Always thought we'd have two, had a terrible pregnancy with ds and a traumatic delivery and decided no more. Then 6 years later we decided to have another before it was too late, I was 34 when dd was born and was definitely done then. 43 now and peri menopausal and have never had the desire for a third. I got asked several times while pregnant with dd if we'd have another if I had another boy but I knew two was my limit and wasn't bothered either way.

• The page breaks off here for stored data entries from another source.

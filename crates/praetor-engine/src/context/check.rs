use std::collections::BTreeSet;
use std::time::Instant;

use chrono::{DateTime, Utc};

use praetor_core::expr::Activation;
use praetor_core::model::CheckRequest;

use crate::evaluator::Evaluator;
use crate::policy::combiner::RuleInputs;
use crate::policy::{compute_derived_roles, DeadlineExceeded, PolicySnapshot};

/// Immutable request-scoped state (request id, tenant, bindings, derived roles).
#[derive(Debug)]
pub struct CheckContext {
    pub request_id: String,
    pub tenant: Option<String>,
    pub resource_kind: String,
    pub activation: Activation,
    pub principal_roles: BTreeSet<String>,
    pub derived_roles: BTreeSet<String>,
}

impl CheckContext {
    /// Bind the request and compute its derived roles against `snapshot`.
    /// Fails when `deadline` passes while derived-role conditions still remain.
    pub fn new(
        request_id: String,
        request: &CheckRequest,
        now: DateTime<Utc>,
        snapshot: &PolicySnapshot,
        evaluator: &Evaluator,
        deadline: Option<Instant>,
    ) -> Result<Self, DeadlineExceeded> {
        let activation = Activation::new(request, now);
        let derived_roles = compute_derived_roles(
            snapshot.derived_role_definitions(),
            &request.principal.roles,
            &activation,
            evaluator,
            deadline,
        )?;
        Ok(Self {
            request_id,
            tenant: request.tenant.clone(),
            resource_kind: request.resource.kind.clone(),
            activation,
            principal_roles: request.principal.roles.clone(),
            derived_roles,
        })
    }

    pub fn rule_inputs(&self) -> RuleInputs<'_> {
        RuleInputs {
            principal_roles: &self.principal_roles,
            derived_roles: &self.derived_roles,
            activation: &self.activation,
        }
    }

    pub fn derived_role_names(&self) -> Vec<String> {
        self.derived_roles.iter().cloned().collect()
    }

    /// Tenant id for logs; `-` when the request carries none.
    pub fn tenant_label(&self) -> &str {
        self.tenant.as_deref().unwrap_or("-")
    }
}
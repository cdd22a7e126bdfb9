//! Optional cache of whole-check decisions keyed by a request fingerprint.
//!
//! Entries remember the snapshot generation they were computed against. A
//! reload clears the cache, and any entry written late by a check that was
//! still running on the old snapshot is rejected by the generation check.

use std::collections::{BTreeMap, BTreeSet};
use std::sync::Arc;
use std::time::Duration;

use sha2::{Digest, Sha256};

use praetor_core::model::{ActionResult, CheckRequest};
use praetor_core::value::{Attributes, Value};

use crate::cache::{CacheStats, TtlLruCache};

#[derive(Debug, Clone, PartialEq)]
pub struct CachedDecision {
    pub generation: u64,
    pub results: BTreeMap<String, ActionResult>,
    pub policies_evaluated: Vec<String>,
}

pub struct DecisionCache {
    entries: TtlLruCache<String, Arc<CachedDecision>>,
}

impl DecisionCache {
    pub fn new(capacity: usize, ttl: Duration) -> Self {
        Self { entries: TtlLruCache::new(capacity, ttl) }
    }

    /// Lookup that only returns entries computed against `generation`.
    pub fn get(&self, key: &str, generation: u64) -> Option<Arc<CachedDecision>> {
        self.entries.get(key).filter(|d| d.generation == generation)
    }

    pub fn insert(&self, key: String, decision: CachedDecision) {
        self.entries.insert(key, Arc::new(decision));
    }

    /// Drop everything. Called on every policy reload.
    pub fn clear(&self) {
        self.entries.clear();
    }

    pub fn stats(&self) -> CacheStats {
        self.entries.stats()
    }
}

/// Canonical SHA-256 fingerprint of everything a decision can depend on
/// (except the clock): tenant, principal, resource, the requested action set,
/// and aux data. Values are fed with type tags so e.g. `1` and `1.0` or a
/// timestamp and its string form never collide.
pub fn fingerprint(req: &CheckRequest) -> String {
    let mut h = Sha256::new();
    h.update(b"praetor.decision.v1");

    feed_opt_str(&mut h, req.tenant.as_deref());
    feed_str(&mut h, &req.principal.id);
    feed_len(&mut h, req.principal.roles.len());
    for role in &req.principal.roles {
        feed_str(&mut h, role);
    }
    feed_attrs(&mut h, &req.principal.attributes);

    feed_str(&mut h, &req.resource.kind);
    feed_str(&mut h, &req.resource.id);
    feed_attrs(&mut h, &req.resource.attributes);

    let actions: BTreeSet<&str> = req.actions.iter().map(String::as_str).collect();
    feed_len(&mut h, actions.len());
    for a in actions {
        feed_str(&mut h, a);
    }

    match &req.aux_data {
        Some(aux) => {
            h.update([1u8]);
            feed_attrs(&mut h, aux);
        }
        None => h.update([0u8]),
    }

    hex::encode(h.finalize())
}

fn feed_len(h: &mut Sha256, n: usize) {
    h.update((n as u64).to_be_bytes());
}

fn feed_str(h: &mut Sha256, s: &str) {
    feed_len(h, s.len());
    h.update(s.as_bytes());
}

fn feed_opt_str(h: &mut Sha256, s: Option<&str>) {
    match s {
        Some(s) => {
            h.update([1u8]);
            feed_str(h, s);
        }
        None => h.update([0u8]),
    }
}

fn feed_attrs(h: &mut Sha256, attrs: &Attributes) {
    feed_len(h, attrs.len());
    for (k, v) in attrs {
        feed_str(h, k);
        feed_value(h, v);
    }
}

fn feed_value(h: &mut Sha256, v: &Value) {
    match v {
        Value::Null => h.update([0u8]),
        Value::Bool(b) => h.update([1u8, u8::from(*b)]),
        Value::Int(n) => {
            h.update([2u8]);
            h.update(n.to_be_bytes());
        }
        Value::Double(f) => {
            h.update([3u8]);
            h.update(f.to_bits().to_be_bytes());
        }
        Value::String(s) => {
            h.update([4u8]);
            feed_str(h, s);
        }
        Value::List(items) => {
            h.update([5u8]);
            feed_len(h, items.len());
            for item in items {
                feed_value(h, item);
            }
        }
        Value::Map(m) => {
            h.update([6u8]);
            feed_attrs(h, m);
        }
        Value::Timestamp(t) => {
            h.update([7u8]);
            h.update(t.timestamp().to_be_bytes());
            h.update(t.timestamp_subsec_nanos().to_be_bytes());
        }
        Value::Duration(d) => {
            h.update([8u8]);
            h.update(d.num_seconds().to_be_bytes());
            h.update(d.subsec_nanos().to_be_bytes());
        }
    }
}
//! Service seam for transport layers (REST/gRPC/WebSocket front-ends).

use async_trait::async_trait;

use praetor_core::model::{CheckRequest, CheckResponse};

use crate::engine::DecisionEngine;

/// Anything that can answer authorization checks. Transports depend on this
/// trait rather than on the concrete engine.
#[async_trait]
pub trait PolicyDecisionPoint: Send + Sync {
    async fn check(&self, request: CheckRequest) -> CheckResponse;
    async fn check_batch(&self, requests: Vec<CheckRequest>) -> Vec<CheckResponse>;
}

#[async_trait]
impl PolicyDecisionPoint for DecisionEngine {
    async fn check(&self, request: CheckRequest) -> CheckResponse {
        DecisionEngine::check(self, request).await
    }

    async fn check_batch(&self, requests: Vec<CheckRequest>) -> Vec<CheckResponse> {
        DecisionEngine::check_batch(self, requests).await
    }
}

dontknowhow2help · 07/05/2022 16:24

1, I'm one of 4 and despite my mum being wonderful and loving I never got nearly enough parent to child time growing up, which I feel had an impact on my MH. Also grew up in my sister's shadow which I can't imagine risking putting my own child through!

JollyWilloughby · 08/05/2022 14:21

@dontknowhow2help

Ahh that’s a shame. I’m one of four and no effects on my MH due to a lack of one to one. Guess the main thing for me was how secure and loved I felt, which I did . Never felt like I was in any siblings shadows and now as adults we all still get on. Tons of nieces and nephews so lots of cousins for my children.

I work in MH and I would say the living in someone else’s shadow means you didn’t feel very important. I don’t think that’s related to having 4 kids as people can feel that way even when they only have 1 sibling.

Irrespective of how many kids you have parents shouldn’t play favourite or give one child the spot light over the other.

blackheartsgirl · 08/05/2022 19:05

Four. It was like flicking a switch after that. Never got broody again.